Task prompt: Return each of the entries below word for word.

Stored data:
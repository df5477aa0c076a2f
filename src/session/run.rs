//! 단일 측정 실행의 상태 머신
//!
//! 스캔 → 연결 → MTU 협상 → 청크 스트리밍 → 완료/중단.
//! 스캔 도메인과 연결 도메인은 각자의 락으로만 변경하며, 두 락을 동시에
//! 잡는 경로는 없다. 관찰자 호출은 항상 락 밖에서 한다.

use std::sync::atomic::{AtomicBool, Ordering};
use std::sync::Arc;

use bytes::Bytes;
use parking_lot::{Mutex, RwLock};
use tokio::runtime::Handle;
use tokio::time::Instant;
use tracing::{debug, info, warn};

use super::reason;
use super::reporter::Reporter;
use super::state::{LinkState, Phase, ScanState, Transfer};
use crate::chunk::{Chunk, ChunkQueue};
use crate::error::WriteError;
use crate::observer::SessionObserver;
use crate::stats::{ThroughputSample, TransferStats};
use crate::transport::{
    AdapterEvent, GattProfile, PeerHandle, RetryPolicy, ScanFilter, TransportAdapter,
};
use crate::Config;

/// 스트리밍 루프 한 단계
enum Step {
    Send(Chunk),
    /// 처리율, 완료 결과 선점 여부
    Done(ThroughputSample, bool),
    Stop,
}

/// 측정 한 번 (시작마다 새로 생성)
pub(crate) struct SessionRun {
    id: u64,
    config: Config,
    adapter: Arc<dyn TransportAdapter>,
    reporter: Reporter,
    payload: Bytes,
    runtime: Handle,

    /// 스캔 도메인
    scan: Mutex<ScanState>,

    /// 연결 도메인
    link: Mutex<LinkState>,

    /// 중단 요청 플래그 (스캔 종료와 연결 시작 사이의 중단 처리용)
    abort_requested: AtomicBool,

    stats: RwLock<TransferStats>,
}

Reply:
repository df5477aa0c076a2f
filename src/session/run.rs
//! 단일 측정 실행의 상태 머신
//!
//! 스캔 → 연결 → MTU 협상 → 청크 스트리밍 → 완료/중단.
//! 스캔 도메인과 연결 도메인은 각자의 락으로만 변경하며, 두 락을 동시에
//! 잡는 경로는 없다. 관찰자 호출은 항상 락 밖에서 한다.

use std::sync::atomic::{AtomicBool, Ordering};
use std::sync::Arc;

use bytes::Bytes;
use parking_lot::{Mutex, RwLock};
use tokio::runtime::Handle;
use tokio::time::Instant;
use tracing::{debug, info, warn};

use super::reason;
use super::reporter::Reporter;
use super::state::{LinkState, Phase, ScanState, Transfer};
use crate::chunk::{Chunk, ChunkQueue};
use crate::error::WriteError;
use crate::observer::SessionObserver;
use crate::stats::{ThroughputSample, TransferStats};
use crate::transport::{
    AdapterEvent, GattProfile, PeerHandle, RetryPolicy, ScanFilter, TransportAdapter,
};
use crate::Config;

/// 스트리밍 루프 한 단계
enum Step {
    Send(Chunk),
    /// 처리율, 완료 결과 선점 여부
    Done(ThroughputSample, bool),
    Stop,
}

/// 측정 한 번 (시작마다 새로 생성)
pub(crate) struct SessionRun {
    id: u64,
    config: Config,
    adapter: Arc<dyn TransportAdapter>,
    reporter: Reporter,
    payload: Bytes,
    runtime: Handle,

    /// 스캔 도메인
    scan: Mutex<ScanState>,

    /// 연결 도메인
    link: Mutex<LinkState>,

    /// 중단 요청 플래그 (스캔 종료와 연결 시작 사이의 중단 처리용)
    abort_requested: AtomicBool,

    stats: RwLock<TransferStats>,
}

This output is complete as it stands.